**INSTRUCTIONS FOR THE TASK**:
All of the entries need to be repeated exactly. Leave nothing out.
___ MATERIALS PROVIDED ___
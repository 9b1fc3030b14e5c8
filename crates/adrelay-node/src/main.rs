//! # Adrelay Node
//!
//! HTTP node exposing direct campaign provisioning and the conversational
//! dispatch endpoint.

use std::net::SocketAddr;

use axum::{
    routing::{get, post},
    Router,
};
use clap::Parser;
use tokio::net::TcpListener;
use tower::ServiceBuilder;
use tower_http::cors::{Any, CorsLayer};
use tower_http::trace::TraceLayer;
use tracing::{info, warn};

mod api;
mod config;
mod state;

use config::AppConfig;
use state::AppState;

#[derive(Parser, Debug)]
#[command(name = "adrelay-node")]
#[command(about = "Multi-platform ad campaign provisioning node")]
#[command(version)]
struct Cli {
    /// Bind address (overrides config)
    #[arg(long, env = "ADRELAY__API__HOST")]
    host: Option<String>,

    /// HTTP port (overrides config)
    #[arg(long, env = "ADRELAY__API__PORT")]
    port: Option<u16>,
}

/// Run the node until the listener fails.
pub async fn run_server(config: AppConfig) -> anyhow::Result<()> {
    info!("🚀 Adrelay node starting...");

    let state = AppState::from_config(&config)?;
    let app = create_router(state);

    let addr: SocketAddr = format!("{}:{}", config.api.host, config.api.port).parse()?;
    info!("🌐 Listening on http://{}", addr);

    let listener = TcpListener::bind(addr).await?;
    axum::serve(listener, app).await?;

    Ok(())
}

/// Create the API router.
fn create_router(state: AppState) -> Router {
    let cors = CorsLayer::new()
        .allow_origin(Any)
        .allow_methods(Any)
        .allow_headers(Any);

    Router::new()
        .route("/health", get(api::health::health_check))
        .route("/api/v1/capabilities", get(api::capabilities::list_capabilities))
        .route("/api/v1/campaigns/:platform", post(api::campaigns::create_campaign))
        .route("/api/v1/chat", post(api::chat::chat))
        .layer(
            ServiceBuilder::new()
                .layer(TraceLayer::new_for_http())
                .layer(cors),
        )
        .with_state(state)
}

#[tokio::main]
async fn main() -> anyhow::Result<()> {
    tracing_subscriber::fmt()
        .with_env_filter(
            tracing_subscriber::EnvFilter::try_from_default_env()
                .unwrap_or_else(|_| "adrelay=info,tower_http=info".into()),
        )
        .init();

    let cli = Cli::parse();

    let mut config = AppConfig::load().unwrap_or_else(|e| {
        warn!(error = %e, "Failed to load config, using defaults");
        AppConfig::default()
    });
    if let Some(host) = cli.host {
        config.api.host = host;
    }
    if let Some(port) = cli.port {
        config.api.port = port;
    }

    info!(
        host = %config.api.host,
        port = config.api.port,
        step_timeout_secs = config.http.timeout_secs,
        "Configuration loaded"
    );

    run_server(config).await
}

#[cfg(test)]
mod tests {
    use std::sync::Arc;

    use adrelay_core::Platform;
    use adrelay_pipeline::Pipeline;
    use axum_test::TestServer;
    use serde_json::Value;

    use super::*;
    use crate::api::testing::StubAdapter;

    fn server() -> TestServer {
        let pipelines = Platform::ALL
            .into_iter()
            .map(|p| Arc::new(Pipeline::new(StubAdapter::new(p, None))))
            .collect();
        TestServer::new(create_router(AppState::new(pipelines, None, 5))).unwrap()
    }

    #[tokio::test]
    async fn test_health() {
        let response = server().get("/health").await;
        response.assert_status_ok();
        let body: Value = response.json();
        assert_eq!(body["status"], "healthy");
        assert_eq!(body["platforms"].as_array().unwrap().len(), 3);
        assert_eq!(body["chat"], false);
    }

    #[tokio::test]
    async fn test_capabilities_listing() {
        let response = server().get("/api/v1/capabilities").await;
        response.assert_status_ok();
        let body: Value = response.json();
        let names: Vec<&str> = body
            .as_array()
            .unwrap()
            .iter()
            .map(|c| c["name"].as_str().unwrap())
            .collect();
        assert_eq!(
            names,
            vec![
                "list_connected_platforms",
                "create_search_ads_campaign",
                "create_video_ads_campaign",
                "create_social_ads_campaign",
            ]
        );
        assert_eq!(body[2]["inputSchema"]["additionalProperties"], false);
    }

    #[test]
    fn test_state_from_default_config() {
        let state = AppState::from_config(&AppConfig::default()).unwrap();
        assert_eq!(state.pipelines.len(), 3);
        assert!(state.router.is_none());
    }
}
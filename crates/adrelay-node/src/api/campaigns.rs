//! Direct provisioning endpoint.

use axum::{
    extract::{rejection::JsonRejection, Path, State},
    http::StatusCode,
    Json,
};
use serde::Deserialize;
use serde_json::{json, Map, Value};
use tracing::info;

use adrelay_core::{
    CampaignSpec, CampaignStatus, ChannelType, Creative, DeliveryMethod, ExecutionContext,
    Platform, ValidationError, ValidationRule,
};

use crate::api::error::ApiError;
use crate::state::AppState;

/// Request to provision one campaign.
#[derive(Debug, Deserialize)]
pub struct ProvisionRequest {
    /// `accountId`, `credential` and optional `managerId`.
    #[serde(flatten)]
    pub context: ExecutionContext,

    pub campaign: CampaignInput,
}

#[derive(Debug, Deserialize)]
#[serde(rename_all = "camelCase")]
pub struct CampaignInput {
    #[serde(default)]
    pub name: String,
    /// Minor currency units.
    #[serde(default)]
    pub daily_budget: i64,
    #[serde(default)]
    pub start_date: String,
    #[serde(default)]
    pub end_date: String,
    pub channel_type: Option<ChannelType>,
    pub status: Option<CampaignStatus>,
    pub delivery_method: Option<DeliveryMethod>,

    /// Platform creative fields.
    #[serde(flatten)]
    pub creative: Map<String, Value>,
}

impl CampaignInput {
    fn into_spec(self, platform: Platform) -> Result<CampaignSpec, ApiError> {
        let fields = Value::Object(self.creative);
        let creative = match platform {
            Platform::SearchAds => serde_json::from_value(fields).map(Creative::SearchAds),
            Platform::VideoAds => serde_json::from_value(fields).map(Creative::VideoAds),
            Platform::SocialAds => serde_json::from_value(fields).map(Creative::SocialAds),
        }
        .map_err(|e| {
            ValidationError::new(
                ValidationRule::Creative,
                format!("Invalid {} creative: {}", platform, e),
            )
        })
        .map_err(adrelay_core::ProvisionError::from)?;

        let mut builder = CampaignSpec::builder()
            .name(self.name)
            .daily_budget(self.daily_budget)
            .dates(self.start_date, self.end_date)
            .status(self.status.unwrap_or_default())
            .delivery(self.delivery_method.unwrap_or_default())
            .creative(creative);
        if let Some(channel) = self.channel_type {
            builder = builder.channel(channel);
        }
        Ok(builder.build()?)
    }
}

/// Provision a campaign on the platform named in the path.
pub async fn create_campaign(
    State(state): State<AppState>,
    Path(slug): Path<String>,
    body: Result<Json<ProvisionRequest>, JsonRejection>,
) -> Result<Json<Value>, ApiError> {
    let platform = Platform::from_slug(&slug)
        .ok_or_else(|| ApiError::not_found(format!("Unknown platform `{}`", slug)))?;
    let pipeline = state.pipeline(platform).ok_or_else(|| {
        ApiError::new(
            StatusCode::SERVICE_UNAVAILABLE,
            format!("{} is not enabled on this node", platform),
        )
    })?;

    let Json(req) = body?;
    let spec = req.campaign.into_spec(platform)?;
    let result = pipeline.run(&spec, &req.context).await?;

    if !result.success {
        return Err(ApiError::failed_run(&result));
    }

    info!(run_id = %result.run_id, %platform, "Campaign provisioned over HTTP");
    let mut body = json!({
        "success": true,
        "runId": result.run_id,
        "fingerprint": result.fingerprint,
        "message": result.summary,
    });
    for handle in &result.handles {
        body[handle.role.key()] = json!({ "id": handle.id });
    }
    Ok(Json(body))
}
___
**ANSWER SECTION**:
repository 9b1fc3030b14e5c8
filename crates/adrelay-node/src/main.rs
//! # Adrelay Node
//!
//! HTTP node exposing direct campaign provisioning and the conversational
//! dispatch endpoint.

use std::net::SocketAddr;

use axum::{
    routing::{get, post},
    Router,
};
use clap::Parser;
use tokio::net::TcpListener;
use tower::ServiceBuilder;
use tower_http::cors::{Any, CorsLayer};
use tower_http::trace::TraceLayer;
use tracing::{info, warn};

mod api;
mod config;
mod state;

use config::AppConfig;
use state::AppState;

#[derive(Parser, Debug)]
#[command(name = "adrelay-node")]
#[command(about = "Multi-platform ad campaign provisioning node")]
#[command(version)]
struct Cli {
    /// Bind address (overrides config)
    #[arg(long, env = "ADRELAY__API__HOST")]
    host: Option<String>,

    /// HTTP port (overrides config)
    #[arg(long, env = "ADRELAY__API__PORT")]
    port: Option<u16>,
}

/// Run the node until the listener fails.
pub async fn run_server(config: AppConfig) -> anyhow::Result<()> {
    info!("🚀 Adrelay node starting...");

    let state = AppState::from_config(&config)?;
    let app = create_router(state);

    let addr: SocketAddr = format!("{}:{}", config.api.host, config.api.port).parse()?;
    info!("🌐 Listening on http://{}", addr);

    let listener = TcpListener::bind(addr).await?;
    axum::serve(listener, app).await?;

    Ok(())
}

/// Create the API router.
fn create_router(state: AppState) -> Router {
    let cors = CorsLayer::new()
        .allow_origin(Any)
        .allow_methods(Any)
        .allow_headers(Any);

    Router::new()
        .route("/health", get(api::health::health_check))
        .route("/api/v1/capabilities", get(api::capabilities::list_capabilities))
        .route("/api/v1/campaigns/:platform", post(api::campaigns::create_campaign))
        .route("/api/v1/chat", post(api::chat::chat))
        .layer(
            ServiceBuilder::new()
                .layer(TraceLayer::new_for_http())
                .layer(cors),
        )
        .with_state(state)
}

#[tokio::main]
async fn main() -> anyhow::Result<()> {
    tracing_subscriber::fmt()
        .with_env_filter(
            tracing_subscriber::EnvFilter::try_from_default_env()
                .unwrap_or_else(|_| "adrelay=info,tower_http=info".into()),
        )
        .init();

    let cli = Cli::parse();

    let mut config = AppConfig::load().unwrap_or_else(|e| {
        warn!(error = %e, "Failed to load config, using defaults");
        AppConfig::default()
    });
    if let Some(host) = cli.host {
        config.api.host = host;
    }
    if let Some(port) = cli.port {
        config.api.port = port;
    }

    info!(
        host = %config.api.host,
        port = config.api.port,
        step_timeout_secs = config.http.timeout_secs,
        "Configuration loaded"
    );

    run_server(config).await
}

#[cfg(test)]
mod tests {
    use std::sync::Arc;

    use adrelay_core::Platform;
    use adrelay_pipeline::Pipeline;
    use axum_test::TestServer;
    use serde_json::Value;

    use super::*;
    use crate::api::testing::StubAdapter;

    fn server() -> TestServer {
        let pipelines = Platform::ALL
            .into_iter()
            .map(|p| Arc::new(Pipeline::new(StubAdapter::new(p, None))))
            .collect();
        TestServer::new(create_router(AppState::new(pipelines, None, 5))).unwrap()
    }

    #[tokio::test]
    async fn test_health() {
        let response = server().get("/health").await;
        response.assert_status_ok();
        let body: Value = response.json();
        assert_eq!(body["status"], "healthy");
        assert_eq!(body["platforms"].as_array().unwrap().len(), 3);
        assert_eq!(body["chat"], false);
    }

    #[tokio::test]
    async fn test_capabilities_listing() {
        let response = server().get("/api/v1/capabilities").await;
        response.assert_status_ok();
        let body: Value = response.json();
        let names: Vec<&str> = body
            .as_array()
            .unwrap()
            .iter()
            .map(|c| c["name"].as_str().unwrap())
            .collect();
        assert_eq!(
            names,
            vec![
                "list_connected_platforms",
                "create_search_ads_campaign",
                "create_video_ads_campaign",
                "create_social_ads_campaign",
            ]
        );
        assert_eq!(body[2]["inputSchema"]["additionalProperties"], false);
    }

    #[test]
    fn test_state_from_default_config() {
        let state = AppState::from_config(&AppConfig::default()).unwrap();
        assert_eq!(state.pipelines.len(), 3);
        assert!(state.router.is_none());
    }
}
filename crates/adrelay-node/src/api/campaigns.rs
//! Direct provisioning endpoint.

use axum::{
    extract::{rejection::JsonRejection, Path, State},
    http::StatusCode,
    Json,
};
use serde::Deserialize;
use serde_json::{json, Map, Value};
use tracing::info;

use adrelay_core::{
    CampaignSpec, CampaignStatus, ChannelType, Creative, DeliveryMethod, ExecutionContext,
    Platform, ValidationError, ValidationRule,
};

use crate::api::error::ApiError;
use crate::state::AppState;

/// Request to provision one campaign.
#[derive(Debug, Deserialize)]
pub struct ProvisionRequest {
    /// `accountId`, `credential` and optional `managerId`.
    #[serde(flatten)]
    pub context: ExecutionContext,

    pub campaign: CampaignInput,
}

#[derive(Debug, Deserialize)]
#[serde(rename_all = "camelCase")]
pub struct CampaignInput {
    #[serde(default)]
    pub name: String,
    /// Minor currency units.
    #[serde(default)]
    pub daily_budget: i64,
    #[serde(default)]
    pub start_date: String,
    #[serde(default)]
    pub end_date: String,
    pub channel_type: Option<ChannelType>,
    pub status: Option<CampaignStatus>,
    pub delivery_method: Option<DeliveryMethod>,

    /// Platform creative fields.
    #[serde(flatten)]
    pub creative: Map<String, Value>,
}

impl CampaignInput {
    fn into_spec(self, platform: Platform) -> Result<CampaignSpec, ApiError> {
        let fields = Value::Object(self.creative);
        let creative = match platform {
            Platform::SearchAds => serde_json::from_value(fields).map(Creative::SearchAds),
            Platform::VideoAds => serde_json::from_value(fields).map(Creative::VideoAds),
            Platform::SocialAds => serde_json::from_value(fields).map(Creative::SocialAds),
        }
        .map_err(|e| {
            ValidationError::new(
                ValidationRule::Creative,
                format!("Invalid {} creative: {}", platform, e),
            )
        })
        .map_err(adrelay_core::ProvisionError::from)?;

        let mut builder = CampaignSpec::builder()
            .name(self.name)
            .daily_budget(self.daily_budget)
            .dates(self.start_date, self.end_date)
            .status(self.status.unwrap_or_default())
            .delivery(self.delivery_method.unwrap_or_default())
            .creative(creative);
        if let Some(channel) = self.channel_type {
            builder = builder.channel(channel);
        }
        Ok(builder.build()?)
    }
}

/// Provision a campaign on the platform named in the path.
pub async fn create_campaign(
    State(state): State<AppState>,
    Path(slug): Path<String>,
    body: Result<Json<ProvisionRequest>, JsonRejection>,
) -> Result<Json<Value>, ApiError> {
    let platform = Platform::from_slug(&slug)
        .ok_or_else(|| ApiError::not_found(format!("Unknown platform `{}`", slug)))?;
    let pipeline = state.pipeline(platform).ok_or_else(|| {
        ApiError::new(
            StatusCode::SERVICE_UNAVAILABLE,
            format!("{} is not enabled on this node", platform),
        )
    })?;

    let Json(req) = body?;
    let spec = req.campaign.into_spec(platform)?;
    let result = pipeline.run(&spec, &req.context).await?;

    if !result.success {
        return Err(ApiError::failed_run(&result));
    }

    info!(run_id = %result.run_id, %platform, "Campaign provisioned over HTTP");
    let mut body = json!({
        "success": true,
        "runId": result.run_id,
        "fingerprint": result.fingerprint,
        "message": result.summary,
    });
    for handle in &result.handles {
        body[handle.role.key()] = json!({ "id": handle.id });
    }
    Ok(Json(body))
}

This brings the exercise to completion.